Voie et passage ou direction et itinéraire, le chemin confond sa réalité matérielle et sa fonction. En principe, il est fait pour aller d’un point à un autre. Mais rien n’est simple. Et comme le personnage d’Adalbert Stifter en fait l’expérience, il est possible que la principale vertu d’un chemin soit d’égarer celui qui l’emprunte. Perdre le fil, partir et retrouver quelque chose de soi, voilà aussi à quoi peuvent conduire les chemins de la vie, suggère Anne Guglielmetti dans sa nouvelle « Aréthuse », dont la première partie a été publiée dans le numéro 2 de Mirabilia – source et résurgence, autre cheminement à l’intérieur même de la revue…
Extrêmement attentif aux paysages, aux lumières, au horizons, Julien Gracq nous fait revivre, et avec quelle précision sensible ! quelques-uns de ses « grands chemins ». Gaston Roupnel, géographe comme Julien Gracq et grand ami de Gaston Bachelard, nous rappelle l’ancienneté des chemins qui maillent notre territoire et dont on peut, si on sait la lire, retrouver la trace. Martin de la Soudière, ethnologue, et Jean-Christophe Monferran, cinéaste, témoignent de ces chemins de campagne, « hauts lieux de proximité » d’un monde rural dont la mémoire se perd ou, comme eux, s’efface. Par opposition, la petite anthologie des « chemins de Paris » bordés de monuments, de jardins, de boutiques, dessine des aventures tressées d’attentes et de rêves.
Mais les chemins n’appartiennent pas qu’aux hommes. Martine Tabeaud et Anouchka Vasak nous font vivre ceux des nuages, à la fois dans leur réalité physique, qui les mènent du lointain de l’océan jusqu’à nous, et dans la curiosité des hommes qui n’ont eu de cesse de les observer, les dessiner, les nommer et les comprendre.

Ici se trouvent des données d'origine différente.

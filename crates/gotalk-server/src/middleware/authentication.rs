//! Authentication middleware for protected routes.

use axum::Router;
use axum::extract::Request;
use axum::middleware::{Next, from_fn_with_state};
use axum::response::Response;

use crate::extract::AuthState;
use crate::service::ServiceState;

/// Extension trait for `axum::`[`Router`] to apply authentication middleware.
pub trait RouterAuthExt<S> {
    /// Requires a valid bearer token for every route added so far.
    ///
    /// Uses `route_layer`, so unmatched paths still reach the fallback
    /// instead of being rejected as unauthenticated.
    fn with_authentication(self, state: ServiceState) -> Self;
}

impl RouterAuthExt<ServiceState> for Router<ServiceState> {
    fn with_authentication(self, state: ServiceState) -> Self {
        self.route_layer(from_fn_with_state(state, require_authentication))
    }
}

/// Requires a valid authentication token to proceed with the request.
///
/// Requests without an `Authorization: Bearer <token>` header are rejected
/// before any token parsing. Requests with a token that fails verification
/// are rejected as unauthorized. Otherwise the account identifier is cached
/// in the request extensions as [`AuthState`] for the handler.
///
/// ```rust,no_run
/// use axum::Router;
/// use axum::middleware::from_fn_with_state;
/// use gotalk_server::middleware::require_authentication;
/// use gotalk_server::service::{ServiceConfig, ServiceState};
///
/// # async fn build() -> anyhow::Result<()> {
/// let state = ServiceState::from_config(&ServiceConfig::builder().build()?).await?;
/// let _app: Router<ServiceState> =
///     Router::new().route_layer(from_fn_with_state(state.clone(), require_authentication));
/// # Ok(())
/// # }
/// ```
pub async fn require_authentication(
    AuthState(_): AuthState,
    request: Request,
    next: Next,
) -> Response {
    next.run(request).await
}
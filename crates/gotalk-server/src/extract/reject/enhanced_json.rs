//! JSON extractor with `bad_request` rejections.

use axum::extract::rejection::JsonRejection;
use axum::extract::{FromRequest, Request};
use axum::response::{IntoResponse, Response};
use derive_more::{Deref, DerefMut, From};
use serde::Serialize;
use serde::de::DeserializeOwned;

use crate::handler::{Error, ErrorKind};

/// Longest rejection detail echoed back to the client.
const MAX_DETAIL_CHARS: usize = 200;

/// [`axum::Json`] whose rejection is a `bad_request` [`Error`].
#[must_use]
#[derive(Debug, Clone, Copy, Default, Deref, DerefMut, From)]
pub struct Json<T>(pub T);

impl<T, S> FromRequest<S> for Json<T>
where
    T: DeserializeOwned + 'static,
    S: Send + Sync,
{
    type Rejection = Error<'static>;

    async fn from_request(req: Request, state: &S) -> Result<Self, Self::Rejection> {
        match axum::Json::<T>::from_request(req, state).await {
            Ok(axum::Json(value)) => Ok(Self(value)),
            Err(rejection) => Err(rejection.into()),
        }
    }
}

impl<T: Serialize> IntoResponse for Json<T> {
    fn into_response(self) -> Response {
        axum::Json(self.0).into_response()
    }
}

impl From<JsonRejection> for Error<'static> {
    fn from(rejection: JsonRejection) -> Self {
        let (message, detail) = match &rejection {
            JsonRejection::JsonSyntaxError(_) => ("Request body is not valid JSON", None),
            JsonRejection::JsonDataError(_) => {
                ("Request body does not match the expected shape", None)
            }
            JsonRejection::MissingJsonContentType(_) => (
                "Unsupported content type",
                Some("expected `application/json`".to_owned()),
            ),
            _ => ("Request body could not be read", None),
        };

        let detail = detail.unwrap_or_else(|| truncate_detail(&rejection.body_text()));
        ErrorKind::BadRequest.with_message(message).with_context(detail)
    }
}

/// Flattens a rejection body onto one line of bounded length.
fn truncate_detail(body: &str) -> String {
    body.split_whitespace()
        .collect::<Vec<_>>()
        .join(" ")
        .chars()
        .take(MAX_DETAIL_CHARS)
        .collect()
}
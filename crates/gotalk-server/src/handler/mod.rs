//! All `axum::`[`Router`]s with related `axum::`[`Handler`]s.
//!
//! ```rust,no_run
//! use gotalk_server::handler::routes;
//! use gotalk_server::service::{ServiceConfig, ServiceState};
//!
//! # async fn example() -> anyhow::Result<()> {
//! let config = ServiceConfig::builder().build()?;
//! let state = ServiceState::from_config(&config).await?;
//! let app: axum::Router = routes(state.clone()).with_state(state);
//! # Ok(())
//! # }
//! ```
//!
//! [`Router`]: axum::routing::Router
//! [`Handler`]: axum::handler::Handler

mod accounts;
mod authentication;
mod error;
mod monitors;
pub mod request;
pub mod response;

use axum::Router;
use axum::response::{IntoResponse, Response};

pub use crate::handler::error::{Error, ErrorKind, Result};
use crate::middleware::RouterAuthExt;
use crate::service::ServiceState;

#[inline]
async fn fallback() -> Response {
    ErrorKind::NotFound.into_response()
}

/// Returns a [`Router`] with all routes requiring a bearer token.
fn private_routes(state: ServiceState) -> Router<ServiceState> {
    Router::new()
        .merge(accounts::routes())
        .with_authentication(state)
}

/// Returns a [`Router`] with all public routes.
fn public_routes() -> Router<ServiceState> {
    Router::new()
        .merge(authentication::routes())
        .merge(monitors::routes())
}

/// Returns a [`Router`] with all routes and the `not_found` fallback.
pub fn routes(state: ServiceState) -> Router<ServiceState> {
    Router::new()
        .merge(private_routes(state))
        .merge(public_routes())
        .fallback(fallback)
}
//! In-process [`AccountStore`].

use std::collections::HashMap;
use std::sync::Arc;

use tokio::sync::RwLock;
use uuid::Uuid;

use super::{Account, AccountStore, StoreError};

/// [`AccountStore`] keeping accounts in memory.
///
/// Intended for tests and local runs without a database. Username uniqueness
/// is checked under the write lock, so concurrent registrations of the same
/// name conflict exactly like they do against PostgreSQL.
#[derive(Debug, Clone, Default)]
pub struct MemoryAccountStore {
    accounts: Arc<RwLock<HashMap<Uuid, Account>>>,
}

impl MemoryAccountStore {
    /// Creates an empty store.
    pub fn new() -> Self {
        Self::default()
    }

    /// Returns the number of stored accounts.
    pub async fn len(&self) -> usize {
        self.accounts.read().await.len()
    }

    /// Returns whether the store holds no accounts.
    pub async fn is_empty(&self) -> bool {
        self.accounts.read().await.is_empty()
    }
}

fn name_taken(accounts: &HashMap<Uuid, Account>, username: &str, except: Uuid) -> bool {
    accounts
        .values()
        .any(|account| account.id != except && account.username == username)
}

#[async_trait::async_trait]
impl AccountStore for MemoryAccountStore {
    async fn create(&self, account: Account) -> Result<Account, StoreError> {
        let mut accounts = self.accounts.write().await;
        if accounts.contains_key(&account.id) || name_taken(&accounts, &account.username, account.id)
        {
            return Err(StoreError::Conflict);
        }

        accounts.insert(account.id, account.clone());
        Ok(account)
    }

    async fn find_by_name(&self, username: &str) -> Result<Account, StoreError> {
        let accounts = self.accounts.read().await;
        accounts
            .values()
            .find(|account| account.username == username)
            .cloned()
            .ok_or(StoreError::NotFound)
    }

    async fn find_by_id(&self, account_id: Uuid) -> Result<Account, StoreError> {
        let accounts = self.accounts.read().await;
        accounts.get(&account_id).cloned().ok_or(StoreError::NotFound)
    }

    async fn update(&self, account: Account) -> Result<Account, StoreError> {
        let mut accounts = self.accounts.write().await;
        if name_taken(&accounts, &account.username, account.id) {
            return Err(StoreError::Conflict);
        }

        let stored = accounts.get_mut(&account.id).ok_or(StoreError::NotFound)?;
        stored.username = account.username;
        stored.password_hash = account.password_hash;
        stored.updated_at = account.updated_at;
        Ok(stored.clone())
    }

    async fn delete(&self, account_id: Uuid) -> Result<(), StoreError> {
        let mut accounts = self.accounts.write().await;
        accounts
            .remove(&account_id)
            .map(|_| ())
            .ok_or(StoreError::NotFound)
    }
}
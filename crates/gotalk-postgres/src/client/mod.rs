//! PostgreSQL client with connection pooling and migration management.

mod custom_hooks;
mod migrate;
mod pg_client;
mod pg_config;

use deadpool::managed::{Object, Pool};
use diesel_async::AsyncPgConnection;
use diesel_async::pooled_connection::AsyncDieselConnectionManager;
pub use migrate::{MigrationResult, PgClientMigrationExt, run_pending_migrations};
pub use pg_client::{PgClient, PgConn};
pub use pg_config::PgConfig;

/// Type alias for the connection pool used throughout the application.
pub type ConnectionPool = Pool<AsyncDieselConnectionManager<AsyncPgConnection>>;

/// Type alias for a connection object from the pool.
pub type PooledConnection = Object<AsyncDieselConnectionManager<AsyncPgConnection>>;
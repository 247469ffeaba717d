//! Password composition rules.

/// Symbols accepted by the special-character rule.
const SPECIAL_CHARACTERS: &str = r#"!@#$%^&*()_+-=[]{};':"\|,.<>/?"#;

/// Minimum password length, counted in characters.
const MIN_LENGTH: usize = 10;

/// The first composition rule a candidate password breaks.
#[derive(Debug, Clone, Copy, PartialEq, Eq, thiserror::Error)]
pub enum PolicyViolation {
    #[error("password must be at least 10 characters long")]
    TooShort,
    #[error("password must contain at least one digit")]
    MissingDigit,
    #[error("password must contain at least one uppercase letter")]
    MissingUpper,
    #[error("password must contain at least one lowercase letter")]
    MissingLower,
    #[error("password must contain at least one special character")]
    MissingSymbol,
}

/// Validates candidate passwords against the composition rules.
///
/// Rules are checked in a fixed order and only the first failure is
/// reported:
///
/// 1. at least 10 characters
/// 2. an ASCII digit
/// 3. an ASCII uppercase letter
/// 4. an ASCII lowercase letter
/// 5. a symbol from ``!@#$%^&*()_+-=[]{};':"\|,.<>/?``
///
/// There is no maximum length.
#[derive(Debug, Default, Clone, Copy)]
pub struct PasswordPolicy;

impl PasswordPolicy {
    /// Creates a new [`PasswordPolicy`].
    #[inline]
    pub const fn new() -> Self {
        Self
    }

    /// Checks `password`, returning the first violated rule.
    pub fn validate(&self, password: &str) -> Result<(), PolicyViolation> {
        if password.chars().count() < MIN_LENGTH {
            return Err(PolicyViolation::TooShort);
        }

        if !password.chars().any(|c| c.is_ascii_digit()) {
            return Err(PolicyViolation::MissingDigit);
        }

        if !password.chars().any(|c| c.is_ascii_uppercase()) {
            return Err(PolicyViolation::MissingUpper);
        }

        if !password.chars().any(|c| c.is_ascii_lowercase()) {
            return Err(PolicyViolation::MissingLower);
        }

        if !password.chars().any(|c| SPECIAL_CHARACTERS.contains(c)) {
            return Err(PolicyViolation::MissingSymbol);
        }

        Ok(())
    }
}

#[cfg(test)]
mod tests {
    use super::*;

    fn validate(password: &str) -> Result<(), PolicyViolation> {
        PasswordPolicy::new().validate(password)
    }

    #[test]
    fn accepts_strong_passwords() {
        assert_eq!(validate("Str0ngPass!"), Ok(()));
        assert_eq!(validate("NewStr0ng!"), Ok(()));
        assert_eq!(validate(r#"aB3"aaaaaaa"#), Ok(()));
        assert_eq!(validate(r"aB3\aaaaaaa"), Ok(()));
    }

    #[test]
    fn first_violation_wins() {
        assert_eq!(validate("short"), Err(PolicyViolation::TooShort));
        assert_eq!(validate(""), Err(PolicyViolation::TooShort));
        assert_eq!(validate("abcdefghij"), Err(PolicyViolation::MissingDigit));
        assert_eq!(validate("abcdefghi1"), Err(PolicyViolation::MissingUpper));
        assert_eq!(validate("ABCDEFGHI1"), Err(PolicyViolation::MissingLower));
        assert_eq!(validate("ABCDEfghi1"), Err(PolicyViolation::MissingSymbol));
    }

    #[test]
    fn length_is_counted_in_characters() {
        // Nine characters, but more than ten bytes.
        assert_eq!(validate("Ab1!ééééé"), Err(PolicyViolation::TooShort));
        assert_eq!(validate("Ab1!éééééé"), Ok(()));
    }

    #[test]
    fn non_ascii_letters_do_not_satisfy_class_rules() {
        assert_eq!(validate("ÄÖÜäöü1234!"), Err(PolicyViolation::MissingUpper));
        assert_eq!(validate("ABCDEFÄ1!ö"), Err(PolicyViolation::MissingLower));
    }

    #[test]
    fn every_listed_symbol_is_accepted() {
        for symbol in SPECIAL_CHARACTERS.chars() {
            let password = format!("Abcdefgh1{symbol}");
            assert_eq!(validate(&password), Ok(()), "symbol {symbol:?}");
        }
    }

    #[test]
    fn unlisted_symbols_are_rejected() {
        assert_eq!(validate("Abcdefgh1~"), Err(PolicyViolation::MissingSymbol));
        assert_eq!(validate("Abcdefgh1 "), Err(PolicyViolation::MissingSymbol));
        assert_eq!(validate("Abcdefgh1`"), Err(PolicyViolation::MissingSymbol));
    }

    #[test]
    fn violation_messages() {
        assert_eq!(
            PolicyViolation::TooShort.to_string(),
            "password must be at least 10 characters long"
        );
        assert_eq!(
            PolicyViolation::MissingSymbol.to_string(),
            "password must contain at least one special character"
        );
    }
}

Vincent Vignon, quant à lui, nous révèle la complexité des « coulées » des animaux, chemins furtifs, discrets mais bien réels, et rend compte des efforts entrepris pour aménager des passages afin que nos routes qui croisent les leurs ne soient plus pour eux des obstacles mortels.
Chemins d’initiation enfin : symbole universel, présent depuis la plus haute antiquité, différentes images de labyrinthes constituent le cahier central de ce numéro.

Que soient ici remerciés Marie-Hélène Pépin, Jean-Marie Peyrot des Gachons, Fabienne Raphoz et les éditions Corti, et tous ceux qui, auteurs, contributeurs, photographes et éditeurs, ont permis à tous ces chemins d’exister, qu’ils soient de mots ou d’images, de science ou d’histoire, de mémoire ou d’imagination.